Contratou um advogado e processou a concessionária. Em meados do ano passado, as partes chegaram a um acordo. A loja reembolsou a entrada paga pelo carro, e Tucker deixou registrada sua crítica a um dos maiores símbolos de Silicon Valley.

As provocações de Therese, porém, não são infundadas: antes de processar a concessionária, ela pediu autorização da investidora Silver Lake . E antes também de pintar o cabelo de rosa consultou o conselho da BlackLine.
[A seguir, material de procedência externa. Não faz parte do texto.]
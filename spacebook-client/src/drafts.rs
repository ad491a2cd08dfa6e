//! Локальные черновики и расписание публикаций.

use std::io;
use std::sync::Arc;

use serde::Serialize;
use serde::de::DeserializeOwned;

use crate::models::{Draft, PublishLease, ScheduleEntry};
use crate::storage::{self, DRAFTS_KEY, KeyValueStore, SCHEDULE_KEY, StoreError, StoreResult};

/// Черновики (`drafts`) и запланированные публикации (`in_schedule`).
///
/// Работает без сети. Каждое изменение списка - атомарный read-modify-write
/// одного ключа, поэтому правка из UI не теряется, даже если фоновая задача
/// в этот момент публикует запись из расписания.
pub struct DraftStore<S: KeyValueStore> {
    store: Arc<S>,
}

impl<S: KeyValueStore> Clone for DraftStore<S> {
    fn clone(&self) -> Self {
        Self {
            store: Arc::clone(&self.store),
        }
    }
}

impl<S: KeyValueStore> DraftStore<S> {
    /// Создаёт хранилище черновиков поверх key/value хранилища.
    pub fn new(store: Arc<S>) -> Self {
        Self { store }
    }

    /// Выполняет `f` над копией хранилища вне потоков async-рантайма.
    pub async fn offload<T, F>(&self, f: F) -> StoreResult<T>
    where
        T: Send + 'static,
        F: FnOnce(&Self) -> StoreResult<T> + Send + 'static,
    {
        let this = self.clone();
        storage::offload(move || f(&this)).await
    }

    /// Все сохранённые черновики в порядке создания.
    pub fn drafts(&self) -> StoreResult<Vec<Draft>> {
        self.read_list(DRAFTS_KEY)
    }

    /// Сохраняет новый черновик.
    pub fn save_draft(&self, text: &str) -> StoreResult<Draft> {
        let scheduled = self.scheduled_ids()?;
        let now = now_ms();
        let text = text.to_string();

        self.modify_list(DRAFTS_KEY, move |drafts: &mut Vec<Draft>| {
            let taken = drafts.iter().map(|d| d.id).chain(scheduled);
            let draft = Draft {
                id: next_id(now, taken),
                text,
            };
            drafts.push(draft.clone());
            tracing::debug!(draft_id = draft.id, "draft saved");
            draft
        })
    }

    /// Удаляет черновик. Возвращает `false`, если такого черновика нет.
    pub fn delete_draft(&self, id: i64) -> StoreResult<bool> {
        Ok(self.take_draft(id)?.is_some())
    }

    /// Забирает черновик в редактор: запись удаляется из хранилища в момент
    /// загрузки текста, повторный вызов вернёт `None`.
    pub fn take_draft(&self, id: i64) -> StoreResult<Option<Draft>> {
        self.modify_list(DRAFTS_KEY, |drafts: &mut Vec<Draft>| {
            let index = drafts.iter().position(|d| d.id == id)?;
            Some(drafts.remove(index))
        })
    }

    /// Переносит черновик в расписание с целевым временем `timestamp`
    /// (unix ms). Черновик при этом из списка черновиков удаляется.
    pub fn schedule_draft(&self, id: i64, timestamp: i64) -> StoreResult<Option<ScheduleEntry>> {
        let Some(draft) = self.take_draft(id)? else {
            return Ok(None);
        };

        let entry = ScheduleEntry::new(draft, timestamp);
        if let Err(err) = self.push_entry(entry.clone()) {
            // черновик уже изъят, возвращаем его на место
            let draft = entry.draft;
            self.modify_list(DRAFTS_KEY, move |drafts: &mut Vec<Draft>| drafts.push(draft))?;
            return Err(err);
        }
        Ok(Some(entry))
    }

    /// Планирует публикацию текста без промежуточного черновика.
    pub fn schedule_text(&self, text: &str, timestamp: i64) -> StoreResult<ScheduleEntry> {
        let drafts: Vec<i64> = self.drafts()?.into_iter().map(|d| d.id).collect();
        let now = now_ms();
        let text = text.to_string();

        self.modify_list(SCHEDULE_KEY, move |entries: &mut Vec<ScheduleEntry>| {
            let taken = entries.iter().map(|e| e.draft.id).chain(drafts);
            let entry = ScheduleEntry::new(
                Draft {
                    id: next_id(now, taken),
                    text,
                },
                timestamp,
            );
            entries.push(entry.clone());
            entry
        })
    }

    /// Все запланированные публикации.
    pub fn schedule(&self) -> StoreResult<Vec<ScheduleEntry>> {
        self.read_list(SCHEDULE_KEY)
    }

    /// Отменяет публикацию. Возвращает снятую запись.
    ///
    /// Запись, которую фоновая задача публикует прямо сейчас, тоже снимается:
    /// при отказе сервера она уже не вернётся в расписание. Успевший уйти
    /// запрос отменить нельзя, об этом говорит `is_publishing()` у результата.
    pub fn cancel_scheduled(&self, id: i64) -> StoreResult<Option<ScheduleEntry>> {
        self.modify_list(SCHEDULE_KEY, |entries: &mut Vec<ScheduleEntry>| {
            let index = entries.iter().position(|e| e.draft.id == id)?;
            Some(entries.remove(index))
        })
    }

    /// Записи, время публикации которых наступило к `now_ms` и которые
    /// никто не публикует.
    pub fn due_entries(&self, now_ms: i64) -> StoreResult<Vec<ScheduleEntry>> {
        Ok(self
            .schedule()?
            .into_iter()
            .filter(|entry| entry.is_due(now_ms) && !entry.is_publishing())
            .collect())
    }

    /// Захватывает свободную запись для публикации. Запись остаётся
    /// в расписании с отметкой `owner` до `release` или `complete`.
    pub(crate) fn claim(
        &self,
        id: i64,
        owner: &str,
        expires_at: i64,
    ) -> StoreResult<Option<ScheduleEntry>> {
        let lease = PublishLease {
            owner: owner.to_string(),
            expires_at,
        };
        self.modify_list(SCHEDULE_KEY, move |entries: &mut Vec<ScheduleEntry>| {
            let entry = entries
                .iter_mut()
                .find(|e| e.draft.id == id && e.lease.is_none())?;
            entry.lease = Some(lease);
            Some(entry.clone())
        })
    }

    /// Снимает отметку: запись снова ждёт публикации. `false`, если запись
    /// за это время отменили.
    pub(crate) fn release(&self, claimed: &ScheduleEntry) -> StoreResult<bool> {
        let id = claimed.draft.id;
        let lease = claimed.lease.clone();
        self.modify_list(SCHEDULE_KEY, move |entries: &mut Vec<ScheduleEntry>| {
            match entries.iter_mut().find(|e| e.draft.id == id && e.lease == lease) {
                Some(entry) => {
                    entry.lease = None;
                    true
                }
                None => false,
            }
        })
    }

    /// Удаляет захваченную запись после публикации или при неизвестном
    /// исходе. `false`, если запись за это время отменили.
    pub(crate) fn complete(&self, claimed: &ScheduleEntry) -> StoreResult<bool> {
        let id = claimed.draft.id;
        let lease = claimed.lease.clone();
        self.modify_list(SCHEDULE_KEY, move |entries: &mut Vec<ScheduleEntry>| {
            let index = entries
                .iter()
                .position(|e| e.draft.id == id && e.lease == lease);
            index.map(|index| entries.remove(index)).is_some()
        })
    }

    /// Удаляет записи с просроченной отметкой: публикатор не вернулся к ним,
    /// и дошёл ли `createPost` до сервера, неизвестно.
    pub(crate) fn drop_expired_leases(&self, now_ms: i64) -> StoreResult<Vec<ScheduleEntry>> {
        self.modify_list(SCHEDULE_KEY, move |entries: &mut Vec<ScheduleEntry>| {
            let (expired, kept): (Vec<_>, Vec<_>) = entries.drain(..).partition(|e| {
                e.lease
                    .as_ref()
                    .is_some_and(|lease| lease.is_expired(now_ms))
            });
            *entries = kept;
            expired
        })
    }

    fn push_entry(&self, entry: ScheduleEntry) -> StoreResult<()> {
        self.modify_list(SCHEDULE_KEY, move |entries: &mut Vec<ScheduleEntry>| {
            if !entries.iter().any(|e| e.draft.id == entry.draft.id) {
                entries.push(entry);
            }
        })
    }

    fn scheduled_ids(&self) -> StoreResult<Vec<i64>> {
        Ok(self.schedule()?.into_iter().map(|e| e.draft.id).collect())
    }

    fn read_list<T: DeserializeOwned>(&self, key: &'static str) -> StoreResult<Vec<T>> {
        let raw = self.store.get(key)?;
        Ok(parse_list(key, raw.as_deref()))
    }

    fn modify_list<T, R>(
        &self,
        key: &'static str,
        f: impl FnOnce(&mut Vec<T>) -> R,
    ) -> StoreResult<R>
    where
        T: Serialize + DeserializeOwned,
    {
        let mut f = Some(f);
        let mut outcome = None;

        self.store.update(key, &mut |current| {
            let mut list = parse_list(key, current.as_deref());
            if let Some(f) = f.take() {
                outcome = Some(f(&mut list));
            }
            match serde_json::to_string(&list) {
                Ok(raw) => Some(raw),
                Err(err) => {
                    tracing::error!(key, error = %err, "failed to encode local list");
                    current
                }
            }
        })?;

        outcome.ok_or_else(|| StoreError::Io {
            key: key.to_string(),
            source: io::Error::other("store did not apply the update"),
        })
    }
}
Tucker sabe bem que uma mulher numa posição de liderança será constante e exaustivamente julgada pela aparência. “Uma mulher de cabelo branco pode estar no chão à beira da morte que ninguém faz nada”, afirma. “Afinal de contas, quem liga para uma grisalha de meia-idade?” A ideia surgiu durante uma reunião  o departamento de marketing da BlackLine. O pessoal da publicidade insistia para que a CEO aparecesse num comportado vídeo corporativo.

Finalmente, Tucker cedeu — sob uma condição que impôs de improviso, na hora: “Tudo bem, desde que eu possa pintar o cabelo de rosa”.

“O meu novo visual mudou a minha forma de interagir com o mundo, virou uma marca registada”, diz.

Entre os seis altos executivos da empresa, duas são mulheres — participação um pouco mais alta do que a registada entre as empresas de TI da lista S&P 500. A luta pela igualdade de género é tarefa grande e nem Tucker nem outras CEOs têm tempo para se dedicar integralmente à batalha. Ela tem de enfrentar as dificuldades de crescer rápido.  Na altura do IPO, em 2016, a BlackLine tinha 600 funcionários. Hoje são mais de 700.

A BlackLine ainda não dá lucro, e as exigências dos investidores só aumentam. Será que os concorrentes maiores serão capazes de tirar Tucker do lucrativo mercado que ela mesma ajudou a criar?

Se depender de Tucker, não. “Você não é fácil”, disse Chris Murphy, diretor financeiro da BlackLine, quando ela lhe apresentou metas ambiciosas de crescimento. Tucker sorriu e argumentou: “Se eu fosse fácil, você morreria de tédio”.